### AIM OF THE TASK
From the entries that follow, copy exactly the lines beginning at the line holding "session_timeout: Duration::from_secs(30 *" and continuing through the line holding "pub fn build(self)".

++++ SUPPLIED DATA

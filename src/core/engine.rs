//! Engine bootstrap and background-task lifecycle
//!
//! Wires the state store, cart, selector, catalog and ledger together and
//! owns the background tasks (catalog refresh warmup, ticket sweeper).
//! Tasks are wrapped to catch panics so one crashing worker never takes
//! the terminal down silently.

use crate::cart::{Cart, VariantSelector};
use crate::catalog::{CatalogService, CatalogSource, HttpCatalogSource};
use crate::core::Config;
use crate::tickets::{StateStore, TicketLedger, TicketSweeper};
use anyhow::Context;
use futures::FutureExt;
use parking_lot::Mutex;
use std::panic::AssertUnwindSafe;
use std::path::Path;
use std::sync::Arc;
use tokio::task::JoinHandle;
use tokio_util::sync::CancellationToken;

pub struct Engine {
    config: Config,
    cart: Arc<Cart>,
    selector: Arc<VariantSelector>,
    catalog: Arc<CatalogService>,
    ledger: Arc<TicketLedger>,
    shutdown: CancellationToken,
    tasks: Mutex<Vec<(&'static str, JoinHandle<()>)>>,
}

impl Engine {
    /// Open the store and assemble all components
    ///
    /// Restores the cart snapshot, wipes any stale variant selection and
    /// hydrates the catalog from the local copy. Network and background
    /// tasks start separately via [`Engine::spawn_background_tasks`].
    pub fn start(config: Config) -> anyhow::Result<Self> {
        let source = Arc::new(HttpCatalogSource::new(&config.catalog_url));
        Self::start_with_source(config, source)
    }

    /// Assemble against a caller-provided catalog source
    pub fn start_with_source(
        config: Config,
        source: Arc<dyn CatalogSource>,
    ) -> anyhow::Result<Self> {
        std::fs::create_dir_all(&config.work_dir)
            .with_context(|| format!("Failed to create work dir {}", config.work_dir))?;
        let store = StateStore::open(Path::new(&config.work_dir).join("state.redb"))
            .context("Failed to open state store")?;

        let cart = Arc::new(Cart::new(store.clone()));
        cart.load();

        let selector = Arc::new(VariantSelector::new(store.clone()));
        selector.reset();

        let catalog = Arc::new(CatalogService::new(store.clone(), source, cart.clone()));
        catalog.hydrate();

        let ledger = Arc::new(TicketLedger::new(
            store,
            cart.clone(),
            config.timezone,
            config.ticket_ttl_ms,
        ));

        tracing::info!(work_dir = %config.work_dir, "Engine started");
        Ok(Self {
            config,
            cart,
            selector,
            catalog,
            ledger,
            shutdown: CancellationToken::new(),
            tasks: Mutex::new(Vec::new()),
        })
    }

    pub fn cart(&self) -> &Arc<Cart> {
        &self.cart
    }

    pub fn selector(&self) -> &Arc<VariantSelector> {
        &self.selector
    }

    pub fn catalog(&self) -> &Arc<CatalogService> {
        &self.catalog
    }

    pub fn ledger(&self) -> &Arc<TicketLedger> {
        &self.ledger
    }

    pub fn shutdown_token(&self) -> CancellationToken {
        self.shutdown.clone()
    }

    /// Start the background tasks: one catalog refresh, the sweeper loop
    pub fn spawn_background_tasks(&self) {
        let catalog = self.catalog.clone();
        self.spawn("catalog_refresh", async move {
            catalog.refresh().await;
        });

        let sweeper = TicketSweeper::new(
            self.ledger.clone(),
            self.config.sweep_interval_ms,
            self.shutdown.clone(),
        );
        self.spawn("ticket_sweeper", sweeper.run());
    }

    fn spawn<F>(&self, name: &'static str, future: F)
    where
        F: std::future::Future<Output = ()> + Send + 'static,
    {
        let wrapped = async move {
            if let Err(panic_info) = AssertUnwindSafe(future).catch_unwind().await {
                let panic_msg: String = if let Some(s) = panic_info.downcast_ref::<&str>() {
                    (*s).to_string()
                } else if let Some(s) = panic_info.downcast_ref::<String>() {
                    s.clone()
                } else {
                    "Unknown panic".to_string()
                };
                tracing::error!(task = %name, panic = %panic_msg, "Background task panicked");
            }
        };

        let handle = tokio::spawn(wrapped);
        tracing::debug!(task = %name, "Registered background task");
        self.tasks.lock().push((name, handle));
    }

    /// Graceful shutdown: cancel every task and wait for it to finish
    pub async fn shutdown(self) {
        self.shutdown.cancel();

        let tasks = std::mem::take(&mut *self.tasks.lock());
        for (name, handle) in tasks {
            match handle.await {
                Ok(()) => tracing::debug!(task = %name, "Task completed"),
                Err(e) if e.is_cancelled() => tracing::debug!(task = %name, "Task cancelled"),
                Err(e) => tracing::error!(task = %name, error = ?e, "Task panicked"),
            }
        }
        tracing::info!("Engine stopped");
    }
}
//! Time helpers
//!
//! All persisted instants are unix milliseconds; day keys and
//! human-readable dates are rendered in the configured business timezone.

use chrono_tz::Tz;

/// Current UTC timestamp in milliseconds
pub fn now_millis() -> i64 {
    chrono::Utc::now().timestamp_millis()
}

/// Local calendar-day key ("%Y-%m-%d") for the given instant
///
/// The day counter resets when this key changes.
pub fn day_key(ts_millis: i64, tz: Tz) -> String {
    match chrono::DateTime::from_timestamp_millis(ts_millis) {
        Some(dt) => dt.with_timezone(&tz).format("%Y-%m-%d").to_string(),
        None => String::new(),
    }
}

/// Human-readable local timestamp for ticket display
pub fn human_date(ts_millis: i64, tz: Tz) -> String {
    match chrono::DateTime::from_timestamp_millis(ts_millis) {
        Some(dt) => dt.with_timezone(&tz).format("%d/%m/%Y, %H:%M:%S").to_string(),
        None => String::new(),
    }
}
//! Ticket lifecycle: queues, numbering, persistence and expiry

pub mod ledger;
pub mod storage;
pub mod sweeper;

pub use ledger::{LedgerError, LedgerResult, TicketLedger};
pub use storage::{StateStore, StorageError, StorageResult};
pub use sweeper::TicketSweeper;
//! KOT Engine - order capture and kitchen ticket lifecycle
//!
//! Embeddable engine behind a restaurant POS terminal: it consolidates
//! picked products into a cart, commits the cart as numbered Kitchen
//! Order Tickets on per-channel queues, and expires tickets after their
//! TTL. All state survives restarts through an embedded redb store.
//!
//! # Module structure
//!
//! ```text
//! src/
//! ├── core/      # configuration
//! ├── models/    # domain types (products, lines, tickets)
//! ├── catalog/   # cached product list + remote source port
//! ├── cart/      # line consolidation, variant selection
//! ├── tickets/   # queues, numbering, persistence, expiry sweep
//! ├── printing/  # ticket rendering + print sink port
//! └── utils/     # logging, time helpers
//! ```
//!
//! # Startup
//!
//! ```ignore
//! kot_engine::init_logger();
//! let engine = Engine::start(Config::from_env())?;
//! engine.spawn_background_tasks();
//! ```
//!
//! `Engine::start` restores the cart snapshot, wipes stale variant
//! selections and hydrates the catalog from the local copy;
//! `spawn_background_tasks` runs one catalog refresh and the ticket
//! sweeper until `engine.shutdown().await`.

pub mod cart;
pub mod catalog;
pub mod core;
pub mod models;
pub mod printing;
pub mod tickets;
pub mod utils;

pub use cart::{Cart, VariantSelector};
pub use catalog::{CatalogError, CatalogService, CatalogSource, HttpCatalogSource};
pub use core::{Config, Engine};
pub use models::{LineItem, OrderHandoff, OrderType, Product, Ticket, Variant};
pub use printing::{LogPrintSink, PrintSink, RenderedTicket, TicketRenderer};
pub use tickets::{LedgerError, StateStore, StorageError, TicketLedger, TicketSweeper};

pub use utils::logger::{init_logger, init_logger_with_file};
pub mod logger;
pub mod time;
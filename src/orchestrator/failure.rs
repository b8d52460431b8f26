//! Terminal failure-kind determination for the SCANNING completion
//! criterion (spec §4.4 failure model table).

use crate::domain::outcome::{ScannerOutcome, ScannerStatus};

/// `true` iff every recorded outcome is non-OK — the scan transitions to
/// FAILED with kind `ALL_SCANNERS_FAILED` (spec §4.4). An empty outcome
/// set (selection or scanner list was somehow empty) is deliberately
/// *not* treated as all-failed here; validation rejects empty scanner
/// sets at submission, and an empty selection never reaches SCANNING.
#[must_use]
pub fn all_scanners_failed(outcomes: &[ScannerOutcome]) -> bool {
    !outcomes.is_empty() && outcomes.iter().all(|o| o.status != ScannerStatus::Ok)
}

#[cfg(test)]
mod tests {
    use super::*;
    use crate::domain::outcome::ScannerId;
    use std::time::Duration;

    #[test]
    fn true_when_every_outcome_is_non_ok() {
        let outcomes = vec![
            ScannerOutcome::failed("http://x/a".into(), ScannerId::Pa11y, Duration::from_millis(1), "e".into()),
            ScannerOutcome::timed_out("http://x/a".into(), ScannerId::Axe, Duration::from_millis(1)),
        ];
        assert!(all_scanners_failed(&outcomes));
    }

    #[test]
    fn false_when_one_outcome_succeeds() {
        let outcomes = vec![
            ScannerOutcome::failed("http://x/a".into(), ScannerId::Pa11y, Duration::from_millis(1), "e".into()),
            ScannerOutcome::ok("http://x/a".into(), ScannerId::Axe, Duration::from_millis(1), serde_json::json!({})),
        ];
        assert!(!all_scanners_failed(&outcomes));
    }

    #[test]
    fn false_for_empty_outcome_set() {
        assert!(!all_scanners_failed(&[]));
    }
}
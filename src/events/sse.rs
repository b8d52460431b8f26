//! Stream Endpoint Adapter (C8, spec §4.6, §6): frames a subscription's
//! events as Server-Sent Events. This is the wire-format half only — the
//! actual long-lived HTTP response is an external collaborator's concern
//! (spec §1 non-goals); this module exposes a pure `Stream<Item = String>`
//! an HTTP layer can forward as the response body.

use futures::stream::{self, Stream, StreamExt};

use crate::domain::event::{ScanEvent, ScanEventType};
use crate::events::bus::Subscription;

/// Frame one event per spec §6: `data: {json}\n\n` for ordinary events,
/// `: heartbeat\n\n` (no JSON body) for heartbeats.
#[must_use]
pub fn frame_event(event: &ScanEvent) -> String {
    if event.event_type == ScanEventType::Heartbeat {
        return ": heartbeat\n\n".to_string();
    }
    match serde_json::to_string(event) {
        Ok(json) => format!("data: {json}\n\n"),
        Err(err) => {
            tracing::error!(%err, "failed to serialize scan event for sse frame");
            ": heartbeat\n\n".to_string()
        }
    }
}

/// Turn a [`Subscription`] into a framed SSE text stream: the replay
/// first (synchronously, spec §4.6), then live events as they arrive.
/// The stream ends when the channel closes — which happens exactly once
/// a terminal event has been delivered and the subscriber unsubscribes,
/// or immediately (after replay) if the topic was already terminal at
/// subscribe time.
pub fn sse_stream(subscription: Subscription) -> impl Stream<Item = String> {
    let replay_frames: Vec<String> = subscription.replay.iter().map(frame_event).collect();
    let (receiver, guard) = subscription.into_receiver_and_guard();

    let replay_stream = stream::iter(replay_frames);
    let live_stream = stream::unfold((receiver, guard), |(mut receiver, guard)| async move {
        let event = receiver.recv().await?;
        let frame = frame_event(&event);
        Some((frame, (receiver, guard)))
    });
    replay_stream.chain(live_stream)
}

#[cfg(test)]
mod tests {
    use super::*;
    use crate::domain::event::ScanEventPayload;
    use crate::events::bus::EventBus;
    use uuid::Uuid;

    #[test]
    fn heartbeat_frames_without_json_body() {
        let event = ScanEvent::heartbeat(Uuid::nil(), chrono::Utc::now());
        assert_eq!(frame_event(&event), ": heartbeat\n\n");
    }

    #[test]
    fn ordinary_event_frames_as_data_line() {
        let event = ScanEvent {
            scan_id: Uuid::nil(),
            seq: 1,
            event_type: ScanEventType::ScanStart,
            timestamp: chrono::Utc::now(),
            payload: ScanEventPayload::ScanStart { seed_url: "http://x".into(), enabled_scanners: vec![] },
        };
        let framed = frame_event(&event);
        assert!(framed.starts_with("data: "));
        assert!(framed.ends_with("\n\n"));
    }

    #[tokio::test]
    async fn stream_yields_replay_before_live_events() {
        let bus = EventBus::new();
        let scan_id = Uuid::new_v4();
        bus.publish(scan_id, ScanEventType::ScanStart, ScanEventPayload::ScanStart { seed_url: "http://x".into(), enabled_scanners: vec![] });
        let subscription = bus.subscribe(scan_id);
        let mut frames = Box::pin(sse_stream(subscription));
        let first = frames.next().await.unwrap();
        assert!(first.contains("SCAN_START"));
    }
}
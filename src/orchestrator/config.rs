//! Orchestrator configuration (spec §4.4, §5), in the teacher's
//! `config::types::CrawlConfig` builder style: a plain struct with a
//! validating `build()` rather than a config-file crate (spec §0).

use std::collections::BTreeMap;
use std::time::Duration;

use crate::domain::request::Scanner as ScannerId;
use crate::error::ConfigError;

/// Default per-scanner concurrency cap (spec §4.4): 1 for WAVE (external
/// quota), 2 for the subprocess-based tools.
#[must_use]
pub fn default_max_per_scanner() -> BTreeMap<ScannerId, usize> {
    [
        (ScannerId::Wave, 1),
        (ScannerId::Pa11y, 2),
        (ScannerId::Axe, 2),
        (ScannerId::Lighthouse, 2),
    ]
    .into_iter()
    .collect()
}

#[derive(Debug, Clone)]
pub struct OrchestratorConfig {
    pub max_per_scanner: BTreeMap<ScannerId, usize>,
    /// Global concurrency cap across all scanners (spec §4.4: default 4).
    pub max_total: usize,
    /// Per-unit scanner timeout (spec §4.4, §5: default 60s).
    pub scanner_timeout: Duration,
    /// Per-session hard timeout (spec §5: 30 minutes).
    pub session_timeout: Duration,
    /// Subprocess kill grace period after a cancel signal (spec §5: 2s).
    pub cancel_grace_period: Duration,
    pub wave_api_key: Option<String>,
}

impl Default for OrchestratorConfig {
    fn default() -> Self {
        Self {
            max_per_scanner: default_max_per_scanner(),
            max_total: 4,
            scanner_timeout: Duration::from_secs(60),
            session_timeout: Duration::from_secs(30 * 60),
            cancel_grace_period: Duration::from_secs(2),
            wave_api_key: std::env::var("WAVE_API_KEY").ok(),
        }
    }
}

/// Builder mirroring the teacher's config builder pattern; `build()`
/// validates rather than accepting any value silently (spec §1 ambient
/// stack: "Config validation at construction").
#[derive(Debug, Clone, Default)]
pub struct OrchestratorConfigBuilder {
    config: OrchestratorConfig,
}

impl OrchestratorConfigBuilder {
    #[must_use]
    pub fn new() -> Self {
        Self { config: OrchestratorConfig::default() }
    }

    #[must_use]
    pub fn max_total(mut self, value: usize) -> Self {
        self.config.max_total = value;
        self
    }

    #[must_use]
    pub fn scanner_timeout(mut self, value: Duration) -> Self {
        self.config.scanner_timeout = value;
        self
    }

    #[must_use]
    pub fn wave_api_key(mut self, value: Option<String>) -> Self {
        self.config.wave_api_key = value;
        self
    }

    pub fn build(self) -> Result<OrchestratorConfig, ConfigError> {
        if self.config.max_total == 0 {
            return Err(ConfigError::MaxTotalZero);
        }
        if self.config.max_per_scanner.values().any(|&v| v == 0) {
            return Err(ConfigError::MaxPerScannerZero);
        }
        Ok(self.config)
    }
}

#[cfg(test)]
mod tests {
    use super::*;

    #[test]
    fn rejects_zero_max_total() {
        let result = OrchestratorConfigBuilder::new().max_total(0).build();
        assert!(matches!(result, Err(ConfigError::MaxTotalZero)));
    }

    #[test]
    fn default_config_builds() {
        assert!(OrchestratorConfigBuilder::new().build().is_ok());
    }
}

++++++++

### RESPONSE TO THIS TASK
            session_timeout: Duration::from_secs(30 * 60),
            cancel_grace_period: Duration::from_secs(2),
            wave_api_key: std::env::var("WAVE_API_KEY").ok(),
        }
    }
}

/// Builder mirroring the teacher's config builder pattern; `build()`
/// validates rather than accepting any value silently (spec §1 ambient
/// stack: "Config validation at construction").
#[derive(Debug, Clone, Default)]
pub struct OrchestratorConfigBuilder {
    config: OrchestratorConfig,
}

impl OrchestratorConfigBuilder {
    #[must_use]
    pub fn new() -> Self {
        Self { config: OrchestratorConfig::default() }
    }

    #[must_use]
    pub fn max_total(mut self, value: usize) -> Self {
        self.config.max_total = value;
        self
    }

    #[must_use]
    pub fn scanner_timeout(mut self, value: Duration) -> Self {
        self.config.scanner_timeout = value;
        self
    }

    #[must_use]
    pub fn wave_api_key(mut self, value: Option<String>) -> Self {
        self.config.wave_api_key = value;
        self
    }

    pub fn build(self) -> Result<OrchestratorConfig, ConfigError> {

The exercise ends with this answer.